The estate of Prince, the musician who died in 2016, pushed back against President Trump’s campaign on Thursday night after the artist’s song “Purple Rain” was played at a Trump rally that night in Minneapolis, the singer’s hometown.
On a Twitter account set up to celebrate the life of the singer, the estate said that Jones Day, the law firm that has represented Mr. Trump in election law matters and continuing lawsuits, had agreed last October that the campaign would not use Prince’s songs at rallies and other events.
The estate posted a letter it said it had received from Jones Day last year. “Without admitting liability, and to avoid any future dispute, we write to confirm that the Campaign will not use Prince’s music in connection with its activities going forward,” the letter said.
The estate said on Twitter that despite that understanding, “Purple Rain” had been played at the Minneapolis rally. “The Prince Estate will never give permission to President Trump to use Prince’s songs,” it said.
A representative for Jones Day was not immediately available for comment on Friday.
Other artists have asked the Trump campaign not to use their music, including Rihanna and Axl Rose, and the wording in the Jones Day letter resembled one also sent to representatives of Steven Tyler, the lead singer of Aerosmith, who had objected to the playing of his music at Trump events.
Such requests are not unusual for politicians and the arenas where they drum up support. Usually, music rights agencies advise campaigns to buy blanket licenses so they can play music in the agencies’ catalogs wherever they are.
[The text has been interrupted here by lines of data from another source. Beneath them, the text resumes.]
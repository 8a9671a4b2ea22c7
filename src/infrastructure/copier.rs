//! Artifact copy between registry repositories
//!
//! Copies are referrer-aware (`oras cp -r`) so signatures and SBOMs attached
//! to the staging manifest follow it into production.

use async_trait::async_trait;

use crate::domain::image::ArtifactRef;
use crate::error::ToolError;
use crate::infrastructure::auth::RegistryLogin;
use crate::infrastructure::process::{ToolOutput, ToolRunner};
use crate::tools::tools;

/// Copies an artifact and everything that refers to it
#[async_trait]
pub trait ArtifactCopier: Send + Sync {
    /// Authenticate, then copy `source` to `destination`
    ///
    /// `Ok` carries the raw copy result even for a non-zero exit; `Err` means
    /// the copy could not be attempted (login or spawn failure).
    async fn copy(
        &self,
        source: &ArtifactRef,
        destination: &ArtifactRef,
    ) -> Result<ToolOutput, ToolError>;
}

/// `oras cp --recursive`
pub struct OrasCopier {
    runner: ToolRunner,
    login: RegistryLogin,
    oras: String,
}

impl OrasCopier {
    pub fn new(runner: ToolRunner, login: RegistryLogin, oras: impl Into<String>) -> Self {
        Self {
            runner,
            login,
            oras: oras.into(),
        }
    }
}

#[async_trait]
impl ArtifactCopier for OrasCopier {
    async fn copy(
        &self,
        source: &ArtifactRef,
        destination: &ArtifactRef,
    ) -> Result<ToolOutput, ToolError> {
        self.login.login(tools::ORAS, &self.oras).await?;

        let args = vec![
            "cp".to_string(),
            "--recursive".to_string(),
            source.to_string(),
            destination.to_string(),
        ];
        self.runner.run(tools::ORAS, &self.oras, &args, None).await
    }
}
Arenas where politicians appear often have a blanket license that allows the venue to play any song in an agency’s catalog.
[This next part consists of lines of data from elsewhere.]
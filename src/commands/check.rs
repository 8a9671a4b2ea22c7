use anyhow::{Context, Result};

use crate::config::PipelineConfig;
use crate::domain::Workflow;
use crate::services::{promotion, PipelineContext};
use crate::trigger::Invocation;
use crate::ui;

pub async fn execute(config: PipelineConfig) -> Result<()> {
    ui::print_header(&format!(
        "Check gate for {} image(s) (blocking: {})",
        config.images.len(),
        config.gate_policy.blocking_severities().join(",")
    ));

    let invocation = Invocation::new();
    let ctx = PipelineContext::initialize(config, Workflow::Check, &invocation)
        .context("Failed to initialize check")?;

    let all_allowed = promotion::check(&ctx, &invocation).await?;
    if !all_allowed {
        anyhow::bail!("One or more images would not be promoted");
    }

    ui::print_success("Every image passes the gate");
    Ok(())
}
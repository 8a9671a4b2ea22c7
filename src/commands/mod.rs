//! Command entrypoints
//!
//! Each command resolves configuration, builds the [`PipelineContext`] once
//! and hands it to the matching workflow.

pub mod check;
pub mod cycle;
pub mod promote;
pub mod pull;

use anyhow::{Context, Result};
use std::path::Path;
use tracing::debug;

use crate::cli::PipelineArgs;
use crate::config::{FileConfig, PipelineConfig};

/// Resolve the pipeline configuration from args/env plus the optional file
pub fn load_config(args: PipelineArgs, config_path: Option<&Path>) -> Result<PipelineConfig> {
    let file = match config_path {
        Some(path) => {
            debug!("Loading config file {}", path.display());
            Some(FileConfig::load(path).context("Failed to load config file")?)
        }
        None => None,
    };

    let config = PipelineConfig::resolve(args.into_overrides(), file)
        .context("Invalid pipeline configuration")?;
    debug!(
        "Resolved {} image(s), blocking severities {:?}",
        config.images.len(),
        config.gate_policy.blocking_severities()
    );
    Ok(config)
}
//! Services layer - orchestration logic
//!
//! This module coordinates between domain logic and infrastructure.
//! Services reach the registry and external tools only through the
//! capabilities held by [`PipelineContext`].

pub mod context;
pub mod promotion;
pub mod provisioner;
pub mod puller;

// Re-export commonly used types
pub use context::PipelineContext;
pub use provisioner::RepositoryProvisioner;
pub use puller::PullPolicy;
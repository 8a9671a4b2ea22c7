//! Trigger boundary
//!
//! Each workflow is activated by an external scheduler with an opaque event.
//! ferry does not interpret the event beyond logging it.

use chrono::{DateTime, Utc};
use serde::{Deserialize, Serialize};
use uuid::Uuid;

use crate::error::ConfigError;

/// Opaque activation payload
#[derive(Debug, Clone, Default, PartialEq, Serialize, Deserialize)]
#[serde(transparent)]
pub struct TriggerEvent(pub serde_json::Value);

impl TriggerEvent {
    /// Parse a JSON payload; `None` yields an empty object
    pub fn parse(raw: Option<&str>) -> Result<Self, ConfigError> {
        match raw {
            None => Ok(Self(serde_json::Value::Object(Default::default()))),
            Some(raw) => serde_json::from_str(raw)
                .map(Self)
                .map_err(|e| ConfigError::ParseError {
                    message: format!("trigger event is not valid JSON: {}", e),
                }),
        }
    }
}

/// Per-activation context
#[derive(Debug, Clone, PartialEq, Eq)]
pub struct Invocation {
    pub id: Uuid,
    pub started_at: DateTime<Utc>,
}

impl Invocation {
    pub fn new() -> Self {
        Self {
            id: Uuid::new_v4(),
            started_at: Utc::now(),
        }
    }
}

impl Default for Invocation {
    fn default() -> Self {
        Self::new()
    }
}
Sometimes artists find that their music has slipped through into an event for a politician they do not support. In 2018, Pharrell Williams sent a letter to the president after the song “Happy” was played at an event on the day of the synagogue shooting in Pittsburgh.
But the group that hosted the event, the National FFA (Future Farmers of America) Organization, said its organist had played the song without any input from the campaign, The New York Times reported.